## GIVEN DATA
//! Core types: errors, paths, shared configuration, and the
//! [`Validate`] trait.

pub mod error;
pub mod path;
pub mod traits;

pub(crate) mod config;

pub use error::{CustomError, ErrorKind, ValidationError};
pub use traits::{Kind, Validate, ValidateExt};
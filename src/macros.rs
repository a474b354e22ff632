//! Macros for building schemas with minimal boilerplate.

/// Builds the field list for [`object`](crate::object) without boxing
/// noise.
///
/// Expands to a `Vec<(String, Box<dyn Validate>)>` in declaration order.
///
/// # Examples
///
/// ```
/// use shapecheck::{fields, number, object, string, Validate};
/// use serde_json::json;
///
/// let schema = object(fields! {
///     "name" => string().min(1),
///     "age" => number().optional(),
/// });
/// assert!(schema.validate(&json!({ "name": "alice", "age": 3 })).is_ok());
/// ```
#[macro_export]
macro_rules! fields {
    () => {
        ::std::vec::Vec::<(
            ::std::string::String,
            ::std::boxed::Box<dyn $crate::Validate>,
        )>::new()
    };
    ( $( $name:expr => $validator:expr ),+ $(,)? ) => {
        ::std::vec![ $(
            (
                ::std::string::String::from($name),
                ::std::boxed::Box::new($validator) as ::std::boxed::Box<dyn $crate::Validate>,
            )
        ),+ ]
    };
}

## PROBLEM TO SOLVE
Report every line in the listing that holds the word "number".

## ANSWER FOR THIS EXERCISE
/// use shapecheck::{fields, number, object, string, Validate};
///     "age" => number().optional(),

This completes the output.